Pressure-anisotropy-induced nonlinearities in the kinetic magnetorotational instability

Abstract

In collisionless and weakly collisional plasmas, such as hot accretion flows onto compact objects, the magnetorotational instability (MRI) can differ significantly from the standard (collisional) MRI. In particular, pressure anisotropy with respect to the local magnetic-field direction can both change the linear MRI dispersion relation and cause nonlinear modifications to the mode structure and growth rate, even when the field and flow perturbations are very small.
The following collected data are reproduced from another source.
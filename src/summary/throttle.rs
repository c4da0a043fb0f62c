use std::future::Future;
use std::time::Duration;
use tokio::sync::Mutex;
use tokio::time::Instant;

/// Minimum spacing between provider calls, shared by every caller.
///
/// Calls run one at a time; the clock restarts when a call finishes.
pub struct Throttle {
    min_interval: Duration,
    last_call: Mutex<Option<Instant>>,
}

impl Throttle {
    pub fn new(min_interval: Duration) -> Self {
        Self {
            min_interval,
            last_call: Mutex::new(None),
        }
    }

    pub fn min_interval(&self) -> Duration {
        self.min_interval
    }

    /// Wait out the remaining interval, then run `call` while holding the slot.
    pub async fn run<F, T>(&self, call: F) -> T
    where
        F: Future<Output = T>,
    {
        let mut last_call = self.last_call.lock().await;

        if let Some(previous) = *last_call {
            let elapsed = previous.elapsed();
            if elapsed < self.min_interval {
                let wait = self.min_interval - elapsed;
                log::info!("Rate limiting: waiting {:.1}s", wait.as_secs_f64());
                tokio::time::sleep(wait).await;
            }
        }

        let result = call.await;
        *last_call = Some(Instant::now());
        result
    }
}

#[cfg(test)]
mod tests {
    use super::*;
    use std::sync::Arc;

    #[tokio::test(start_paused = true)]
    async fn test_first_call_is_immediate() {
        let throttle = Throttle::new(Duration::from_secs(1));
        let start = Instant::now();
        throttle.run(async {}).await;
        assert_eq!(start.elapsed(), Duration::ZERO);
    }

    #[tokio::test(start_paused = true)]
    async fn test_second_call_waits_for_interval() {
        let throttle = Throttle::new(Duration::from_secs(1));
        throttle.run(async {}).await;
        let start = Instant::now();
        throttle.run(async {}).await;
        assert!(start.elapsed() >= Duration::from_secs(1));
    }

    #[tokio::test(start_paused = true)]
    async fn test_no_wait_after_interval_elapsed() {
        let throttle = Throttle::new(Duration::from_secs(1));
        throttle.run(async {}).await;
        tokio::time::sleep(Duration::from_secs(2)).await;
        let start = Instant::now();
        throttle.run(async {}).await;
        assert_eq!(start.elapsed(), Duration::ZERO);
    }

    #[tokio::test(start_paused = true)]
    async fn test_concurrent_callers_are_spaced() {
        let throttle = Arc::new(Throttle::new(Duration::from_millis(500)));
        let start = Instant::now();

        let mut handles = Vec::new();
        for _ in 0..3 {
            let throttle = throttle.clone();
            handles.push(tokio::spawn(async move {
                throttle.run(async { Instant::now() }).await
            }));
        }

        let mut times = Vec::new();
        for handle in handles {
            times.push(handle.await.unwrap());
        }
        times.sort();

        assert!(times[1] - times[0] >= Duration::from_millis(500));
        assert!(times[2] - times[1] >= Duration::from_millis(500));
        assert!(start.elapsed() >= Duration::from_secs(1));
    }
}
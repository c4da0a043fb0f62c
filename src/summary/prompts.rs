use crate::email::ClassifiedEmail;
use crate::text::{collapse_whitespace, truncate_chars};

pub fn email_prompt(email: &ClassifiedEmail, max_words: usize, body_chars: usize) -> String {
    let labels: Vec<&str> = email.classification.labels.iter().map(String::as_str).collect();
    let body = truncate_chars(&collapse_whitespace(&email.email.body), body_chars);

    format!(
        "Summarize this individual email in at most {max_words} words. Use plain, conversational prose, \
no bullet points or markup. Mention who sent it, what it is about, and any action, deadline or meeting time it asks for.\n\n\
From: {sender}\n\
Subject: {subject}\n\
Priority: {score:.2} ({band})\n\
Labels: {labels}\n\
Body:\n{body}\n",
        max_words = max_words,
        sender = email.email.sender.trim(),
        subject = email.email.subject.trim(),
        score = email.classification.priority_score,
        band = email.classification.band().as_str(),
        labels = if labels.is_empty() {
            "none".to_string()
        } else {
            labels.join(", ")
        },
        body = if body.is_empty() { "(empty)".to_string() } else { body },
    )
}

pub fn overall_prompt(digest: &str, max_words: usize) -> String {
    format!(
        "Give an inbox-wide briefing to a busy person. In at most {max_words} words of plain, \
conversational prose with no markup, say what needs attention first, which meetings or deadlines are coming up, and what can wait. \
Do not list every email.\n\n{digest}\n",
        max_words = max_words,
        digest = digest.trim_end(),
    )
}

/// Prompt for free-form text handed to `Summarizer::summarize`.
pub fn text_prompt(text: &str, max_words: usize) -> String {
    format!(
        "Summarize the following in at most {max_words} words of plain, conversational prose.\n\n{text}\n",
        max_words = max_words,
        text = text.trim_end(),
    )
}

#[cfg(test)]
mod tests {
    use super::*;
    use crate::email::tests::classified;

    #[test]
    fn test_email_prompt_includes_fields_and_bounds_body() {
        let mut email = classified("1", 0.85, true, 9);
        email.email.sender = "Boss <b@x.com>".into();
        email.email.subject = "Urgent: meeting tomorrow".into();
        email.email.body = "word ".repeat(1000);
        email.classification.labels.insert("meeting".into());

        let prompt = email_prompt(&email, 150, 100);
        assert!(prompt.contains("at most 150 words"));
        assert!(prompt.contains("individual email"));
        assert!(prompt.contains("conversational"));
        assert!(prompt.contains("From: Boss <b@x.com>"));
        assert!(prompt.contains("Subject: Urgent: meeting tomorrow"));
        assert!(prompt.contains("Priority: 0.85 (high)"));
        assert!(prompt.contains("Labels: meeting"));
        assert!(prompt.len() < 600);
    }

    #[test]
    fn test_overall_prompt_frames_inbox_briefing() {
        let prompt = overall_prompt("1. Boss: Budget review\n", 120);
        assert!(prompt.contains("inbox-wide briefing"));
        assert!(prompt.contains("conversational"));
        assert!(prompt.contains("at most 120 words"));
        assert!(prompt.ends_with("Budget review\n"));
    }

    #[test]
    fn test_empty_body_is_marked() {
        let mut email = classified("1", 0.3, false, 9);
        email.email.body = "   ".into();
        assert!(email_prompt(&email, 150, 100).contains("(empty)"));
    }
}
This work studies these pressure-anisotropy-induced nonlinearities in the weakly nonlinear, high-ion-beta regime, before the MRI saturates into strong turbulence. Our goal is to better understand how the saturation of the MRI in a low-collisionality plasma might differ from that in the collisional regime. We focus on two key effects: (i) the direct impact of self-induced pressure-anisotropy nonlinearities on the evolution of an MRI mode, and (ii) the influence of pressure anisotropy on the 'parasitic instabilities' that are suspected to cause the mode to break up into turbulence. Our main conclusions are: (i) The mirror instability regulates the pressure anisotropy in such a way that the linear MRI in a collisionless plasma is an approximate nonlinear solution once the mode amplitude becomes larger than the background field (just as in magnetohyrodynamics). This implies that differences between the collisionless and collisional MRI become unimportant at large amplitudes. (ii) The break up of large-amplitude MRI modes into turbulence via parasitic instabilities is similar in collisionless and collisional plasmas. Together, these conclusions suggest that the route to magnetorotational turbulence in a collisionless plasma may well be similar to that in a collisional plasma, as suggested by recent kinetic simulations. As a supplement to these findings, we offer guidance for the design of future kinetic simulations of magnetorotational turbulence.

Additional Information

© 2017 Cambridge University Press. Received 14 September 2017; revised 26 November 2017; accepted 27 November 2017. We would like to thank P. Sharma for kindly providing the modified version of the ZEUS code, which formed the basis for the nonlinear results of § 4.2. J.S. was funded in part by the Gordon and Betty Moore Foundation through grant GBMF5076 to L. Bildsten, E.Q. and E. S. Phinney. E.Q. was supported by Simons Investigator awards from the Simons Foundation and NSF grants AST 13-33612 and AST 17-15054. M.W.K. was supported in part by NASA grant NNX17AK63G and US DOE Contract DE-AC02-09-CH11466. This work used the Extreme Science and Engineering Discovery Environment (XSEDE), which is supported by National Science Foundation grant number ACI-1548562. Some numerical calculations were carried out on the Comet system at the San Diego supercomputing center, through allocation TG-AST160068.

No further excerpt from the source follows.